I can get a used .38 super for $375 that's pretty much new and been a safe queen. Or, should I buy a new Ruger SR9C? The taurus feels good in the hand but I love the feel and the pointing of the Ruger. I know what the obvious choice should be but just looking for a little more feedback. The Ruger goes for around $400 new Is there another gun comparable to the Ruger that I should consider? I want a 9mm at the least. Thanks.


----------



## Baitcaster (Oct 4, 2007)

do you handload , if not the Ruger will be cheaper to shoot with a vast selection of ammo .
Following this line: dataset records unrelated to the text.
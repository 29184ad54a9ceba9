use sea_orm::entity::prelude::*;

#[derive(Clone, Debug, PartialEq, DeriveEntityModel)]
#[sea_orm(table_name = "addresses")]
pub struct Model {
    #[sea_orm(primary_key)]
    pub id: Uuid,
    pub user_id: Uuid,
    pub street: String,
    pub ward: String,
    pub district: String,
    pub province: String,
    pub full_address: String,
    pub is_default: bool,
    pub created_at: DateTimeWithTimeZone,
}

#[derive(Copy, Clone, Debug, EnumIter, DeriveRelation)]
pub enum Relation {
    #[sea_orm(
        belongs_to = "super::users::Entity",
        from = "Column::UserId",
        to = "super::users::Column::Id"
    )]
    Users,
}

impl Related<super::users::Entity> for Entity {
    fn to() -> RelationDef {
        Relation::Users.def()
    }
}

impl ActiveModelBehavior for ActiveModel {}
#![allow(dead_code)]

use petcare_api::{
    config::AppConfig,
    db::{create_pool, run_migrations},
    middleware::auth::AuthUser,
    state::AppState,
};
use uuid::Uuid;

/// `None` when no database is configured, so the calling test can skip.
pub async fn setup_state() -> anyhow::Result<Option<AppState>> {
    let database_url = match std::env::var("TEST_DATABASE_URL")
        .or_else(|_| std::env::var("DATABASE_URL"))
    {
        Ok(url) => url,
        Err(_) => {
            eprintln!("Skipping test: set TEST_DATABASE_URL or DATABASE_URL to run integration tests.");
            return Ok(None);
        }
    };

    let pool = create_pool(&database_url).await?;
    run_migrations(&pool).await?;
    Ok(Some(AppState::new(
        pool,
        AppConfig::with_database_url(database_url),
    )?))
}

pub fn unique(prefix: &str) -> String {
    format!("{prefix}-{}", Uuid::new_v4().simple())
}

pub async fn create_user(state: &AppState, role: &str) -> anyhow::Result<(AuthUser, String)> {
    let email = format!("{}@petcare.test", unique(role));
    let (user_id,): (Uuid,) = sqlx::query_as(
        "INSERT INTO users (email, full_name, phone) VALUES ($1, $2, $3) RETURNING id",
    )
    .bind(&email)
    .bind("Test Owner")
    .bind("0901234567")
    .fetch_one(&state.pool)
    .await?;

    sqlx::query(
        "INSERT INTO user_roles (user_id, role_id) SELECT $1, id FROM roles WHERE name = $2",
    )
    .bind(user_id)
    .bind(role)
    .execute(&state.pool)
    .await?;

    Ok((
        AuthUser {
            user_id,
            role: role.to_string(),
        },
        email,
    ))
}

/// A product with one variant; returns the variant id.
pub async fn create_variant(state: &AppState, price: i64, quantity: i32) -> anyhow::Result<Uuid> {
    let (product_id,): (Uuid,) =
        sqlx::query_as("INSERT INTO products (name) VALUES ($1) RETURNING id")
            .bind(unique("Hạt cho mèo"))
            .fetch_one(&state.pool)
            .await?;

    let (detail_id,): (Uuid,) = sqlx::query_as(
        "INSERT INTO product_details (product_id, price, quantity) VALUES ($1, $2, $3) RETURNING id",
    )
    .bind(product_id)
    .bind(price)
    .bind(quantity)
    .fetch_one(&state.pool)
    .await?;
    Ok(detail_id)
}

pub async fn stock_of(state: &AppState, detail_id: Uuid) -> anyhow::Result<i32> {
    let (quantity,): (i32,) = sqlx::query_as("SELECT quantity FROM product_details WHERE id = $1")
        .bind(detail_id)
        .fetch_one(&state.pool)
        .await?;
    Ok(quantity)
}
don't know why, but the .38 super has always fascinated me .


----------



## HisName (Nov 29, 2009)

look at page 4 here , $389 with no gold

http://site.cdnninvestments.com/CDNN2011-4/index.html


----------



## Fanner50 (Oct 25, 2011)

Friends don't let friends buy a Taurus. There are much better guns out there.


----------



## wetley49 (Sep 25, 2010)

Yeah, I'll go with the Ruger unless you guys have any other suggestions around the $400 range


----------



## saku39 (May 11, 2010)

I KNOW a few guys who bought the compact sr9 and it would have failures to eject

Not with the full size, for 400$ you can find a used glock that will never give you any problems mechanically, just a matter of if you like the glock system or not, i prefer the older hammer-fired rugers over the striker fired ones ( cash america on fairfield has P95s for 299 out the door)


----------



## wetley49 (Sep 25, 2010)

I've read where there is a considerable break in period for the ruger compacts. Don't know if that would have anything to do with the FTE's or not. It's an extremely tight gun from the factory but I fell in love with how it fit in my hand


----------



## Little Steve (Nov 24, 2009)

*The ruger sr9*

I HAVE BOTH OF THE RUGER SR9 AND SR9C. THEY DO NOT SHOOT RELOADS WELL, BUT I HAVE PUT 500+ROUNDS WITHOUT ANY PROBLEMS. I HAVE SHOOT GLOCKS IN THE PAST BUT TO ME THE SR9 ARE THE BETTER GUN.:thumbup:


----------



## Fanner50 (Oct 25, 2011)

Little Steve said:


> I HAVE BOTH OF THE RUGER SR9 AND SR9C. THEY DO NOT SHOOT RELOADS WELL, BUT I HAVE PUT 500+ROUNDS WITHOUT ANY PROBLEMS. I HAVE SHOOT GLOCKS IN THE PAST BUT TO ME THE SR9 ARE THE BETTER GUN.:thumbup:


Oh No! Ruger auto better than Glock? How can you say that?  
I'll take my Glock over a Ruger auto any day, anytime.  Now, a Ruger revolver is another story. I Love Ruger revolvers. 1911's, Glock autos, and Ruger revolvers. It don't get much better for a poor old working boy. :thumbup: 

PS: I guess I've just jumped into it with both feet.  I like living on the edge. :whistling:


----------